Task: Lines from the entries below that hold "bool" form the answer; copy all of them.

(Saved entries)
--------------------------------

//! Gitaly and Praefect rules.

use crate::path_resolver::{resolve_keys, Lookup, ValueTree};
use crate::rule::{MessageParams, MessageTemplate, RuleOutcome, ValidationRule};

#[cfg(test)]
#[path = "gitaly_tests.rs"]
mod tests;

pub const RULES: &[ValidationRule] = &[
    ValidationRule::new(
        "gitaly.tls",
        MessageTemplate::new("global.gitaly.tls.secretName not specified"),
        tls_secret,
    ),
    ValidationRule::new(
        "gitaly.tls.praefect",
        MessageTemplate::new(
            "global.praefect.virtualStorages[{index}].tlsSecretName not specified ('{name}')",
        ),
        praefect_tls_secrets,
    ),
    ValidationRule::new(
        "gitaly.extern.repos",
        MessageTemplate::new(
            "external Gitaly repos needs to be specified if global.gitaly.enabled is not set",
        ),
        external_repos,
    ),
];

fn gitaly(tree: &ValueTree) -> Lookup<'_> {
    resolve_keys(tree, &["global", "gitaly"])
}

fn gitaly_enabled(tree: &ValueTree) -> bool {
    gitaly(tree).get("enabled").flag_or(true)
}

fn tls_enabled(tree: &ValueTree) -> bool {
    gitaly(tree).get("tls").get("enabled").is_truthy()
}

fn praefect_enabled(tree: &ValueTree) -> bool {
    resolve_keys(tree, &["global", "praefect", "enabled"]).is_truthy()
}

/// Without Praefect, TLS-enabled Gitaly needs a single certificate secret.
fn tls_secret(tree: &ValueTree) -> RuleOutcome {
    if !gitaly_enabled(tree) || !tls_enabled(tree) || praefect_enabled(tree) {
        return RuleOutcome::Pass;
    }
    RuleOutcome::pass_if(gitaly(tree).get("tls").get("secretName").is_set())
}

/// With Praefect, every virtual storage needs its own certificate secret.
fn praefect_tls_secrets(tree: &ValueTree) -> RuleOutcome {
    if !gitaly_enabled(tree) || !tls_enabled(tree) || !praefect_enabled(tree) {
        return RuleOutcome::Pass;
    }

    let storages = resolve_keys(tree, &["global", "praefect", "virtualStorages"]);
    let Some(storages) = storages.as_sequence() else {
        return RuleOutcome::Pass;
    };
    for (index, storage) in storages.iter().enumerate() {
        let storage = Lookup::Present(storage);
        if !storage.get("tlsSecretName").is_set() {
            return RuleOutcome::Fail(
                MessageParams::new()
                    .with("index", index)
                    .with("name", storage.get("name").as_str().unwrap_or_default()),
            );
        }
    }
    RuleOutcome::Pass
}

/// Disabling the bundled Gitaly requires at least one external server.
fn external_repos(tree: &ValueTree) -> RuleOutcome {
    if gitaly_enabled(tree) || praefect_enabled(tree) {
        return RuleOutcome::Pass;
    }
    RuleOutcome::pass_if(gitaly(tree).get("external").is_set())
}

--------------------------------

Answer section:
fn gitaly_enabled(tree: &ValueTree) -> bool {
fn tls_enabled(tree: &ValueTree) -> bool {
fn praefect_enabled(tree: &ValueTree) -> bool {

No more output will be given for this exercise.